▸ **RECORDS SUPPLIED**

// SPDX-License-Identifier: MPL-2.0
//! `cat_gallery` is a desktop gallery for browsing cat breeds, built with the
//! Iced GUI framework.
//!
//! It talks to a remote cat image service over HTTP: pick a breed to see a
//! handful of its pictures with breed details, heart the ones you like, and
//! browse your favourites. Localized with Fluent.

#![doc(html_root_url = "https://docs.rs/cat_gallery/0.1.0")]

pub mod api;
pub mod app;
pub mod config;
pub mod error;
pub mod gallery;
pub mod i18n;
pub mod ui;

▸ **WORK INSTRUCTION**
From the first line to the last, return the data exactly as written.

▸ **PROBLEM SOLUTION**
// SPDX-License-Identifier: MPL-2.0
//! `cat_gallery` is a desktop gallery for browsing cat breeds, built with the
//! Iced GUI framework.
//!
//! It talks to a remote cat image service over HTTP: pick a breed to see a
//! handful of its pictures with breed details, heart the ones you like, and
//! browse your favourites. Localized with Fluent.

#![doc(html_root_url = "https://docs.rs/cat_gallery/0.1.0")]

pub mod api;
pub mod app;
pub mod config;
pub mod error;
pub mod gallery;
pub mod i18n;
pub mod ui;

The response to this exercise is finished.